The willingness of Trump-haters to believe anything negative about the president bodes well for Trump fabulists, and has taken on pathological proportions. Consider the “Gorilla Channel” hoax. An obviously satirical story on Twitter presented as an excerpt of the Wolff book went viral as many “verified” smart-set liberals and Trump-haters swallowed it whole. The premise? “It described how the president, on his first night in office, had complained that White House televisions did not carry “the gorilla channel” and that Trump spent hours a day watching gorilla programming his staff subsequently produced to satisfy his simian appetite,” reported Politico. For 17 hours a day, no less.
Those caught blushed sheepishly and made excuses. Having learned nothing, they then went right back at it, lauding and contemplating the importance of Mr. Wolff’s Trump exposé.
In an interview with CNN, Maggie Haberman, a columnist and White House reporter for the New York Times, pulled out her most gentle euphemisms about Mr. Wolff and his flight of fancy, “…[H]e believes in larger truths and narratives. So he creates a narrative that is notionally true, that’s conceptually true. The details are often wrong. it’s more than — it’s more than not 100 percent true. It’s a lot false.”

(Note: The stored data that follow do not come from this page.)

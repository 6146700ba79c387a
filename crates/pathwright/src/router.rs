//! The serving-phase router.

use std::fmt;

use pathwright_config::DispatchConfig;
use pathwright_router::{Method, ResolveFailure, Resolved, RouteTree};

use crate::handler::BoxedCallback;
use crate::registry::{ErrorRegistry, HookRegistry};
use crate::RouterBuilder;

/// An immutable route table plus the hooks and error handlers it refers to.
///
/// Built once by [`RouterBuilder`]; dispatching takes `&self`, so one router
/// can serve any number of threads.
pub struct Router {
    pub(crate) tree: RouteTree<BoxedCallback>,
    pub(crate) hooks: HookRegistry,
    pub(crate) errors: ErrorRegistry,
    pub(crate) config: DispatchConfig,
}

impl Router {
    pub(crate) fn new(
        tree: RouteTree<BoxedCallback>,
        hooks: HookRegistry,
        errors: ErrorRegistry,
        config: DispatchConfig,
    ) -> Self {
        Self {
            tree,
            hooks,
            errors,
            config,
        }
    }

    /// Starts building a router.
    #[must_use]
    pub fn builder() -> RouterBuilder {
        RouterBuilder::new()
    }

    /// The dispatch configuration in effect.
    #[must_use]
    pub fn config(&self) -> &DispatchConfig {
        &self.config
    }

    /// Number of (method, pattern) registrations.
    #[must_use]
    pub fn route_count(&self) -> usize {
        self.tree.len()
    }

    /// Resolves a path without running any handler.
    ///
    /// # Errors
    ///
    /// Returns a [`ResolveFailure`] when no route accepts the path.
    pub fn resolve(
        &self,
        method: Method,
        path: &str,
    ) -> Result<Resolved<'_, BoxedCallback>, ResolveFailure> {
        self.tree.resolve(method, path)
    }
}

impl fmt::Debug for Router {
    fn fmt(&self, f: &mut fmt::Formatter<'_>) -> fmt::Result {
        f.debug_struct("Router")
            .field("routes", &self.tree.len())
            .field("methods", &self.tree.methods().collect::<Vec<_>>())
            .field("hooks", &self.hooks)
            .field("errors", &self.errors)
            .field("config", &self.config)
            .finish()
    }
}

Mr. Wolff and his book are important, but not for the reasons liberals think. “Fire and Fury” isn’t about the truth of what’s transpiring inside the White House or about Donald or any other Trump. The book itself and the ensuing coverage are confessions that liberals and their media have abandoned reality for a fantasyland of fear, madness and victimhood because, pathetically, it makes them feel better.
In Stephen Glass’ fictionalized memoir “The Fabulist,” when asked why he did it, his protagonist responds, “I lied because I wanted people to love me.” Mr. Wolff must be quite pleased; he is no doubt loved, by everyone who hates the president.